Legislative Victory: The Great American Outdoors Act Funds the LWCF and Helps Fix National Parks

Scenic America was able to announce two big legislative victories for scenic conservation this week. For more on our OTHER victory, the successful amendments to H.R. 2, formerly the INVEST in America Act, and the funding of the National Scenic Byways Program as well as the undergrounding of utility wires, click here.

On Wednesday, June 17, the Senate passed the Great American Outdoors Act (GAOA), which provides full and permanent funding for the Land and Water Conservation Fund (LWCF), and provides major funding toward maintaining our National Parks and other federal lands. The GAOA passed the Senate by a wide and bipartisan 73-25 margin. It still needs to pass the House and be signed into law, but Senate passage was a major hurdle.

For those who have been following the intense efforts by the Scenic America and its coalition allies to permanently authorize and fund the LWCF and also fix our National Parks, the GAOA’s passage is huge news. The GAOA will provide nearly $900 million a year to the LWCF, which has been called one of the most important pieces of environmental legislation ever passed.

“There’s no other way to put it,” said Scenic America’s President, Mark Falzone. “This could not be a bigger victory. Fully funding the LWCF and addressing our parks’ maintenance backlog has been a top priority not only for our organization, but for many others, and the day seems to be here at last.”
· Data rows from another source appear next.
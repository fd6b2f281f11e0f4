//! File-backed chat queue.
//!
//! The queue is an append-only JSON Lines table: one object per line with
//! the columns `conversation_id`, `text`, `end_user_handle`, `channel`.
//! Existing rows are never rewritten.

use std::fs::{self, File, OpenOptions};
use std::io::{Read, Seek, SeekFrom, Write};
use std::path::{Path, PathBuf};
use std::sync::Arc;

use async_trait::async_trait;
use tokio::sync::Mutex;
use tracing::{debug, error, warn};

use super::{EnqueueResult, QueueSink};
use crate::chat::CanonicalMessage;
use crate::error::QueueError;

/// Append-only file sink shared by all requests.
///
/// Appends are serialized by a single writer lock. The lock guard moves into
/// the blocking task that performs open, write, flush, sync and any
/// rollback, so the sequence always runs to completion and releases the
/// lock only afterwards, even if the calling future is dropped.
pub struct FileQueueSink {
    path: PathBuf,
    write_lock: Arc<Mutex<()>>,
}

impl FileQueueSink {
    pub fn new(path: impl Into<PathBuf>) -> Self {
        Self {
            path: path.into(),
            write_lock: Arc::new(Mutex::new(())),
        }
    }

    pub fn path(&self) -> &Path {
        &self.path
    }

    /// Read every row currently in the table. A missing file has no rows.
    pub async fn read_rows(&self) -> Result<Vec<CanonicalMessage>, QueueError> {
        let _guard = self.write_lock.lock().await;
        let content = match tokio::fs::read_to_string(&self.path).await {
            Ok(content) => content,
            Err(e) if e.kind() == std::io::ErrorKind::NotFound => return Ok(Vec::new()),
            Err(e) => return Err(e.into()),
        };
        content
            .lines()
            .filter(|line| !line.trim().is_empty())
            .map(|line| serde_json::from_str(line).map_err(QueueError::from))
            .collect()
    }

    fn encode(batch: &[CanonicalMessage]) -> Result<Vec<u8>, QueueError> {
        let mut buf = Vec::new();
        for message in batch {
            serde_json::to_writer(&mut buf, message)?;
            buf.push(b'\n');
        }
        Ok(buf)
    }
}

#[async_trait]
impl QueueSink for FileQueueSink {
    fn name(&self) -> &'static str {
        "jsonl-file"
    }

    async fn enqueue(&self, batch: &[CanonicalMessage]) -> Result<EnqueueResult, QueueError> {
        if batch.is_empty() {
            return Ok(EnqueueResult::count(0));
        }
        let rows = Self::encode(batch)?;
        let row_count = batch.len();

        let guard = Arc::clone(&self.write_lock).lock_owned().await;
        let path = self.path.clone();

        let task = tokio::task::spawn_blocking(move || {
            let _guard = guard;
            append_locked(&path, &rows)?;
            debug!(
                path = %path.display(),
                rows = row_count,
                bytes = rows.len(),
                "Appended rows to queue file"
            );
            Ok::<_, std::io::Error>(())
        });

        task.await
            .map_err(|e| QueueError::Io(std::io::Error::other(format!("append task failed: {e}"))))??;
        Ok(EnqueueResult::count(row_count))
    }
}

/// Open the table and append `rows`, truncating back to the original length
/// if any step fails. Caller must hold the writer lock.
fn append_locked(path: &Path, rows: &[u8]) -> std::io::Result<()> {
    if let Some(parent) = path.parent() {
        if !parent.as_os_str().is_empty() {
            fs::create_dir_all(parent)?;
        }
    }

    let mut file = OpenOptions::new()
        .read(true)
        .append(true)
        .create(true)
        .open(path)?;
    let start_len = file.metadata()?.len();

    if let Err(e) = append_rows(&mut file, start_len, rows) {
        warn!(path = %path.display(), error = %e, "Append failed, rolling back");
        if let Err(rollback) = file.set_len(start_len) {
            error!(
                path = %path.display(),
                error = %rollback,
                "Failed to truncate queue file after failed append"
            );
        }
        return Err(e);
    }
    Ok(())
}

/// Write `rows` at the end of `file` and sync them to disk.
///
/// If the last existing row lacks its newline, one is written first so the
/// new rows start on a fresh line.
fn append_rows(file: &mut File, start_len: u64, rows: &[u8]) -> std::io::Result<()> {
    if start_len > 0 {
        file.seek(SeekFrom::Start(start_len - 1))?;
        let mut last = [0u8; 1];
        file.read_exact(&mut last)?;
        if last[0] != b'\n' {
            file.write_all(b"\n")?;
        }
    }
    file.write_all(rows)?;
    file.flush()?;
    file.sync_data()?;
    Ok(())
}
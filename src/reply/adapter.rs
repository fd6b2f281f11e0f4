//! Adapter between gateway requests and the reply-generation collaborator.

use std::collections::HashSet;
use std::sync::Arc;

use tracing::{debug, info, warn};

use super::generator::{GeneratedReply, ReplyGenerator};
use super::types::{EmailRequest, EmailResponse, ValidatedEmail};
use crate::error::GatewayError;
use crate::evaluation::evaluate;

/// Drives one reply generation per request and derives its evaluation.
#[derive(Clone)]
pub struct ReplyAdapter {
    generator: Arc<dyn ReplyGenerator>,
}

impl ReplyAdapter {
    pub fn new(generator: Arc<dyn ReplyGenerator>) -> Self {
        Self { generator }
    }

    pub fn is_ready(&self) -> bool {
        self.generator.is_ready()
    }

    /// Validate `request`, run the collaborator once, and build the response.
    pub async fn reply(&self, request: EmailRequest) -> Result<EmailResponse, GatewayError> {
        let validated = request.validate()?;
        self.reply_validated(validated).await
    }

    async fn reply_validated(&self, request: ValidatedEmail) -> Result<EmailResponse, GatewayError> {
        let metadata = (!request.metadata.is_empty()).then_some(&request.metadata);

        let generated = self
            .generator
            .generate(&request.email, metadata)
            .await
            .map_err(|e| {
                warn!(error = %e, "Reply generation failed");
                GatewayError::from(e)
            })?;

        let caller_keys = request.metadata.expected_keys();
        let response = build_response(generated, caller_keys);

        info!(
            keys = response.expected_keys.len(),
            matched = response.evaluation.matched.len(),
            score = response.evaluation.score,
            "Reply generated"
        );
        Ok(response)
    }
}

/// Shape collaborator output into a response whose evaluation is consistent
/// with its answers.
///
/// The effective key set is the caller's keys when supplied, otherwise the
/// collaborator's (deduplicated, order kept). Answers outside it are dropped.
fn build_response(generated: GeneratedReply, caller_keys: Option<&[String]>) -> EmailResponse {
    let GeneratedReply {
        reply,
        expected_keys: returned_keys,
        mut answers,
    } = generated;

    let expected_keys = match caller_keys {
        Some(keys) => keys.to_vec(),
        None => dedup_keys(returned_keys),
    };

    let allowed: HashSet<&str> = expected_keys.iter().map(String::as_str).collect();
    let before = answers.len();
    answers.retain(|key, _| allowed.contains(key.as_str()));
    if answers.len() != before {
        debug!(
            dropped = before - answers.len(),
            "Dropped answers outside the effective key set"
        );
    }

    let evaluation = evaluate(&answers, &expected_keys);
    EmailResponse {
        reply,
        expected_keys,
        answers,
        evaluation,
    }
}

fn dedup_keys(keys: Vec<String>) -> Vec<String> {
    let mut seen = HashSet::new();
    keys.into_iter()
        .filter(|key| seen.insert(key.clone()))
        .collect()
}

#[cfg(test)]
mod tests {
    use std::collections::BTreeMap;
    use std::sync::Mutex;

    use async_trait::async_trait;

    use super::*;
    use crate::error::PipelineError;
    use crate::reply::types::ReplyMetadata;

    /// Records what it was called with and returns a fixed reply.
    struct StubGenerator {
        reply: GeneratedReply,
        calls: Mutex<Vec<(String, Option<ReplyMetadata>)>>,
    }

    impl StubGenerator {
        fn new(expected_keys: &[&str], answers: &[(&str, &str)]) -> Arc<Self> {
            Arc::new(Self {
                reply: GeneratedReply {
                    reply: "Thanks for reaching out.".to_string(),
                    expected_keys: expected_keys.iter().map(|s| s.to_string()).collect(),
                    answers: answers
                        .iter()
                        .map(|(k, v)| (k.to_string(), v.to_string()))
                        .collect::<BTreeMap<_, _>>(),
                },
                calls: Mutex::new(Vec::new()),
            })
        }
    }

    #[async_trait]
    impl ReplyGenerator for StubGenerator {
        async fn generate(
            &self,
            email: &str,
            metadata: Option<&ReplyMetadata>,
        ) -> Result<GeneratedReply, PipelineError> {
            self.calls
                .lock()
                .unwrap()
                .push((email.to_string(), metadata.cloned()));
            Ok(self.reply.clone())
        }
    }

    struct FailingGenerator {
        calls: Mutex<usize>,
    }

    #[async_trait]
    impl ReplyGenerator for FailingGenerator {
        async fn generate(
            &self,
            _email: &str,
            _metadata: Option<&ReplyMetadata>,
        ) -> Result<GeneratedReply, PipelineError> {
            *self.calls.lock().unwrap() += 1;
            Err(PipelineError::Request("connection reset".into()))
        }
    }

    fn request(json: serde_json::Value) -> EmailRequest {
        serde_json::from_value(json).unwrap()
    }

    #[tokio::test]
    async fn caller_keys_drive_evaluation() {
        let stub = StubGenerator::new(&["refund_policy"], &[("refund_policy", "30 days")]);
        let adapter = ReplyAdapter::new(stub.clone());

        let response = adapter
            .reply(request(serde_json::json!({
                "email": "Hi, what is the refund policy?",
                "expected_keys": ["refund_policy"]
            })))
            .await
            .unwrap();

        assert_eq!(response.expected_keys, vec!["refund_policy".to_string()]);
        assert_eq!(response.evaluation.score, 1.0);
        assert_eq!(response.evaluation.matched, vec!["refund_policy".to_string()]);
        assert!(response.evaluation.missing.is_empty());

        let calls = stub.calls.lock().unwrap();
        assert_eq!(calls.len(), 1);
        let meta = calls[0].1.as_ref().unwrap();
        assert_eq!(meta.expected_keys().unwrap(), ["refund_policy"]);
    }

    #[tokio::test]
    async fn no_metadata_passes_none() {
        let stub = StubGenerator::new(&["intent"], &[("intent", "order_status")]);
        let adapter = ReplyAdapter::new(stub.clone());

        let response = adapter
            .reply(request(serde_json::json!({"email": "Where is my parcel?"})))
            .await
            .unwrap();

        // Collaborator defaults become the effective key set.
        assert_eq!(response.expected_keys, vec!["intent".to_string()]);
        assert_eq!(response.evaluation.matched, vec!["intent".to_string()]);
        assert!(stub.calls.lock().unwrap()[0].1.is_none());
    }

    #[tokio::test]
    async fn caller_keys_override_returned_keys() {
        let stub = StubGenerator::new(&["intent"], &[("intent", "refund"), ("order_id", "")]);
        let adapter = ReplyAdapter::new(stub);

        let response = adapter
            .reply(request(serde_json::json!({
                "email": "Refund please",
                "expected_keys": ["order_id", "amount"]
            })))
            .await
            .unwrap();

        assert_eq!(response.expected_keys, vec!["order_id".to_string(), "amount".to_string()]);
        assert!(response.evaluation.matched.is_empty());
        assert_eq!(
            response.evaluation.missing,
            vec!["order_id".to_string(), "amount".to_string()]
        );
        assert_eq!(response.evaluation.score, 0.0);
        // "intent" is outside the effective key set.
        assert!(!response.answers.contains_key("intent"));
    }

    #[tokio::test]
    async fn response_invariants_hold() {
        let stub = StubGenerator::new(
            &["a", "b", "a", "c"],
            &[("a", "1"), ("c", " "), ("z", "extra")],
        );
        let adapter = ReplyAdapter::new(stub);

        let response = adapter
            .reply(request(serde_json::json!({"email": "hello"})))
            .await
            .unwrap();

        assert_eq!(response.expected_keys, vec!["a", "b", "c"]);
        for key in response.answers.keys() {
            assert!(response.expected_keys.contains(key));
        }
        for key in &response.evaluation.matched {
            assert!(response.answers.contains_key(key));
        }
        assert_eq!(response.evaluation.matched, vec!["a"]);
        assert_eq!(response.evaluation.missing, vec!["b", "c"]);
    }

    #[tokio::test]
    async fn empty_effective_keys_score_constant() {
        let stub = StubGenerator::new(&[], &[("anything", "value")]);
        let adapter = ReplyAdapter::new(stub);

        let response = adapter
            .reply(request(serde_json::json!({"email": "hello"})))
            .await
            .unwrap();

        assert!(response.expected_keys.is_empty());
        assert!(response.answers.is_empty());
        assert_eq!(response.evaluation.score, crate::evaluation::EMPTY_KEY_SET_SCORE);
    }

    #[tokio::test]
    async fn collaborator_failure_is_not_retried() {
        let failing = Arc::new(FailingGenerator {
            calls: Mutex::new(0),
        });
        let adapter = ReplyAdapter::new(failing.clone());

        let err = adapter
            .reply(request(serde_json::json!({"email": "hello"})))
            .await
            .unwrap_err();

        assert!(matches!(err, GatewayError::PipelineFailure(_)));
        assert_eq!(*failing.calls.lock().unwrap(), 1);
    }

    #[tokio::test]
    async fn invalid_request_never_reaches_collaborator() {
        let stub = StubGenerator::new(&[], &[]);
        let adapter = ReplyAdapter::new(stub.clone());

        let err = adapter
            .reply(request(serde_json::json!({"email": "   "})))
            .await
            .unwrap_err();

        assert!(matches!(err, GatewayError::InvalidRequest(_)));
        assert!(stub.calls.lock().unwrap().is_empty());
    }
}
Created by Congress in 1964, the Land and Water Conservation Fund (LWCF) was passed to direct revenues from offshore oil and gas drilling to environmental preservation. The LWCF has supported the creation and maintenance of our national parks, national wildlife refuges, national battlefields, and national forests – as well as state and local land conservation, water conservation, parks, trails and sports fields in every state in our nation.

On March 12, 2019, the LWCF was permanently reauthorized, which means it no longer faced the possibility of expiring. But it still lacked funding, and that has contributed to another major effort by our community – addressing the shocking, almost $11.9 billion maintenance backlog in our national parks, not to mention on our other federal lands.

With the passage of the GAOA, we can begin to address the most critical maintenance needs for the National Park Service’s highest priority infrastructure, including repair and improvement of trails, roads, bridges, water systems, and more. Under the bill, $1.9 billion in additional funds per year is set aside to fund priority deferred maintenance projects in federal fiscal years 2021-2025. Of that, 70% is allocated to the National Park Service, 15% to the U.S. Forest Service, and 5% each to the U.S. Fish and Wildlife Service, Bureau of Land Management, and Bureau of Indian Education.

Neglect of our national parks has not only impacted the enjoyment and access of millions of visitors, it has also limited the economic benefits that surrounding communities can receive from providing services to those visitors. With COVID-19 already impacting those communities, this funding could not come at a better time.

As we said, the GAOA goes to the House next, so stay tuned for next steps. This legislation has been a decade in the making, and is a huge accomplishment.

Congratulations to all our supporters and coalition partners who helped make this happen.